### RECORDS:
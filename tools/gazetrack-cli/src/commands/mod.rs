pub mod check;
pub mod convert;
pub mod info;
pub mod record;

use std::path::Path;

use gazetrack_common::error::GazeResult;
use gazetrack_engine::writer::read_binary_file;
use gazetrack_gaze_model::export::parse_samples;
use gazetrack_gaze_model::GazeSample;

/// On-disk gaze log format.
#[derive(Debug, Clone, Copy, PartialEq, Eq, clap::ValueEnum)]
pub enum ExportFormat {
    /// Count-prefixed little-endian records
    Binary,
    /// One JSON sample per line after a `#` header
    Jsonl,
}

impl ExportFormat {
    pub fn extension(self) -> &'static str {
        match self {
            ExportFormat::Binary => "bin",
            ExportFormat::Jsonl => "jsonl",
        }
    }

    /// Guess the format from a file extension. Anything but `.jsonl` is binary.
    pub fn from_path(path: &Path) -> Self {
        match path.extension().and_then(|e| e.to_str()) {
            Some("jsonl") => ExportFormat::Jsonl,
            _ => ExportFormat::Binary,
        }
    }
}

/// Load a gaze log in either format.
pub fn load_samples(path: &Path) -> GazeResult<Vec<GazeSample>> {
    match ExportFormat::from_path(path) {
        ExportFormat::Binary => read_binary_file(path),
        ExportFormat::Jsonl => {
            let content = std::fs::read_to_string(path)?;
            Ok(parse_samples(&content)?)
        }
    }
}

### YOUR ASSIGNMENT:
A line belongs in the answer if it contains the word "content"; please copy each such line from the material.

### WRITTEN SOLUTION:
            let content = std::fs::read_to_string(path)?;
            Ok(parse_samples(&content)?)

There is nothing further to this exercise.